Although collectible card games (CCGs) have been around for decades and a few heavy hitters continue to dominate the genre, new takes on the formula appear with some regularity. Lately it seems like CCGs have been bolted onto, blended with and dropkicked into a wide variety of other game genres. Golem Gates, for example, is a recipe that calls for one part CCG and one part real-time strategy game.
Golem Gates is set in an HR Giger-esque, biomechanical wasteland overrun by evil machines spawning from the titular Golem Gates and controlled by enemy Harbingers. Your goal through each of the campaign's fifteen missions is to destroy them. Although there are energy sources to capture, hold or destroy along the way to victory, this is not a base-building style RTS. A variety of hulking mechs, agile infantry, defensive and offensive artillery and flying units are constructed along the way and within a specific friendly radius. Golem Gates has a narrative, intoned by a disembodied stentorian voice but it takes a while to get going and although it provides some rationale for the action, it never really makes much of an impact. To be fair, there are few RTS games where the story or characters are particularly memorable.
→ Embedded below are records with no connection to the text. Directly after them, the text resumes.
/// Core logging implementation with automatic filtering
///
/// Checks whether a message should be displayed based on level and tag,
/// then hands it to the format module.
use super::config::{
    get_logger_config, is_debug_enabled_for_tag, is_verbose_enabled_for_tag, LoggerConfig,
};
use super::levels::LogLevel;
use super::tags::LogTag;

/// Check if a log message should be displayed
///
/// Filtering rules:
/// 1. Errors are always shown
/// 2. Check against minimum log level threshold
/// 3. Debug level requires --debug-<module> flag for that tag
/// 4. Verbose level requires --verbose flag OR --verbose-<module> flag for that tag
/// 5. If enabled_tags is non-empty, tag must be in the set
pub fn should_log(config: &LoggerConfig, tag: &LogTag, level: LogLevel) -> bool {
    if level == LogLevel::Error {
        return true;
    }

    if level > config.min_level {
        return false;
    }

    if level == LogLevel::Debug {
        return is_debug_enabled_for_tag(config, tag);
    }

    if level == LogLevel::Verbose {
        return (config.min_level == LogLevel::Verbose && config.verbose_tags.is_empty())
            || is_verbose_enabled_for_tag(config, tag);
    }

    if !config.enabled_tags.is_empty() && !config.enabled_tags.contains(&tag.to_debug_key()) {
        return false;
    }

    true
}

/// Internal logging function with automatic filtering
pub fn log_internal(tag: LogTag, level: LogLevel, message: &str) {
    let config = get_logger_config();
    if !should_log(&config, &tag, level) {
        return;
    }

    super::format::format_and_log(tag, level, message);
}

#[cfg(test)]
mod tests {
    use super::*;

    #[test]
    fn test_errors_always_pass() {
        let mut cfg = LoggerConfig::default();
        cfg.min_level = LogLevel::Error;
        assert!(should_log(&cfg, &LogTag::Api, LogLevel::Error));
        assert!(!should_log(&cfg, &LogTag::Api, LogLevel::Warning));
    }

    #[test]
    fn test_debug_needs_tag_flag() {
        let mut cfg = LoggerConfig::default();
        assert!(!should_log(&cfg, &LogTag::Api, LogLevel::Debug));

        cfg.min_level = LogLevel::Debug;
        cfg.debug_tags.insert("api".to_string());
        assert!(should_log(&cfg, &LogTag::Api, LogLevel::Debug));
        assert!(!should_log(&cfg, &LogTag::Pools, LogLevel::Debug));
        assert!(should_log(&cfg, &LogTag::Pools, LogLevel::Info));
    }

    #[test]
    fn test_enabled_tags_restrict_info() {
        let mut cfg = LoggerConfig::default();
        cfg.enabled_tags.insert("webserver".to_string());
        assert!(should_log(&cfg, &LogTag::Webserver, LogLevel::Info));
        assert!(!should_log(&cfg, &LogTag::Api, LogLevel::Info));
        assert!(should_log(&cfg, &LogTag::Api, LogLevel::Error));
    }
}
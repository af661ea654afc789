/// Pool sources
///
/// A `PoolSource` produces the raw listings of one DEX. Sources never fail:
/// upstream errors are logged and turned into an empty listing so one broken
/// DEX cannot take the whole ranking down.
use async_trait::async_trait;
use std::sync::Arc;

use super::types::{Dex, RawPoolRecord};
use crate::apis::{geckoterminal::GeckoTerminalClient, merkle::MerkleClient, ApiManager};
use crate::config::SourcesConfig;
use crate::logger::{self, LogTag};

#[async_trait]
pub trait PoolSource: Send + Sync {
    fn dex(&self) -> Dex;

    /// Raw listings in upstream order; empty on any upstream failure
    async fn fetch(&self) -> Vec<RawPoolRecord>;
}

/// One GeckoTerminal DEX listing (`?dex=<id>`)
pub struct GeckoTerminalSource {
    client: Arc<GeckoTerminalClient>,
    dex: Dex,
}

impl GeckoTerminalSource {
    pub fn new(client: Arc<GeckoTerminalClient>, dex: Dex) -> Self {
        Self { client, dex }
    }
}

#[async_trait]
impl PoolSource for GeckoTerminalSource {
    fn dex(&self) -> Dex {
        self.dex.clone()
    }

    async fn fetch(&self) -> Vec<RawPoolRecord> {
        match self.client.fetch_dex_pools(self.dex.as_str()).await {
            Ok(pools) => pools
                .into_iter()
                .map(|p| RawPoolRecord::new(self.dex.clone(), p.attributes))
                .collect(),
            Err(e) => {
                logger::warning(
                    LogTag::Pools,
                    &format!("{} fetch failed, continuing without it: {}", self.dex, e),
                );
                Vec::new()
            }
        }
    }
}

/// Merkle Trade markets
pub struct MerkleSource {
    client: Arc<MerkleClient>,
}

impl MerkleSource {
    pub fn new(client: Arc<MerkleClient>) -> Self {
        Self { client }
    }
}

#[async_trait]
impl PoolSource for MerkleSource {
    fn dex(&self) -> Dex {
        Dex::Merkle
    }

    async fn fetch(&self) -> Vec<RawPoolRecord> {
        match self.client.fetch_markets().await {
            Ok(markets) => markets
                .into_iter()
                .map(|m| RawPoolRecord::new(Dex::Merkle, m))
                .collect(),
            Err(e) => {
                logger::warning(
                    LogTag::Pools,
                    &format!("merkle fetch failed, continuing without it: {}", e),
                );
                Vec::new()
            }
        }
    }
}

/// Sources in merge order: configured GeckoTerminal DEX ids, then Merkle
///
/// Disabled upstreams contribute no source at all.
pub fn build_sources(apis: &ApiManager, config: &SourcesConfig) -> Vec<Arc<dyn PoolSource>> {
    let mut sources: Vec<Arc<dyn PoolSource>> = Vec::new();

    if apis.geckoterminal.is_enabled() {
        for id in &config.geckoterminal.dexes {
            sources.push(Arc::new(GeckoTerminalSource::new(
                Arc::clone(&apis.geckoterminal),
                Dex::from_id(id),
            )));
        }
    }

    if apis.merkle.is_enabled() {
        sources.push(Arc::new(MerkleSource::new(Arc::clone(&apis.merkle))));
    }

    logger::debug(
        LogTag::Pools,
        &format!(
            "Pool sources: [{}]",
            sources
                .iter()
                .map(|s| s.dex().to_string())
                .collect::<Vec<_>>()
                .join(", ")
        ),
    );

    sources
}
Unlike most RTS games based on a tech tree or resource gathering, the units and modifications, upgrades and buffs are determined by glyphs (i.e. cards), and this is where the CCG elements come into play. Players build decks and swap cards in and out before each match. During the game, players need to manage their reserve of energy, which determines the type and strength of the glyph that can be used, with more powerful units calling on greater reserves of energy. The strategic demands of balancing the need for units in the heat of battle versus holding back energy for more destructive power, bigger buffs or more solid defense, added to randomness of the card draws and make each battle unique. Once all cards have been played, there is a fifteen second cooldown before the deck is reshuffled and glyphs may be used again. Managing this dormant period is critical as well. It's easy to build decks that reflect one's playstyle and although new cards can be forged, there are no microtransactions or anything to buy.
Golem Gates has a robust - if structurally repetitive - campaign but as in most strategy or card games, longevity comes from multiplayer and additional single player modes. The Trials mode is a series of one-off challenges and of course there are a number of ways to skirmish against - or coop with - other players. Decks move with the player through all modes.
Like its gameplay, Golem Gates takes a streamlined approach to its presentation with an easy to navigate interface and spare, simple menus. Graphically, Golem Gates is full of detail and occasional explosive colors and effects while simultaneously being a little drab in its overall palette and up close, units are sometimes hard to distinguish from the environment. I also found Golem Gates' approach to fog of war - a swirling, out of focus layer on the battlefield - visually fatiguing and sometimes not always clearly defined.
Both real-time strategy games and collectible card games have the tendency to be overly complex but Golem Gates seems to find a nice balance between depth and accessibility. Genre mashups don't always work but in the case of Golem Gates the pairing complements both types of games. Despite the always-changing tactical and strategic decisions, there's a bit of disappointing sameness from mission to mission in the campaign but overall, Golem Gates is a strong addition to the ranks of two already well-represented genres.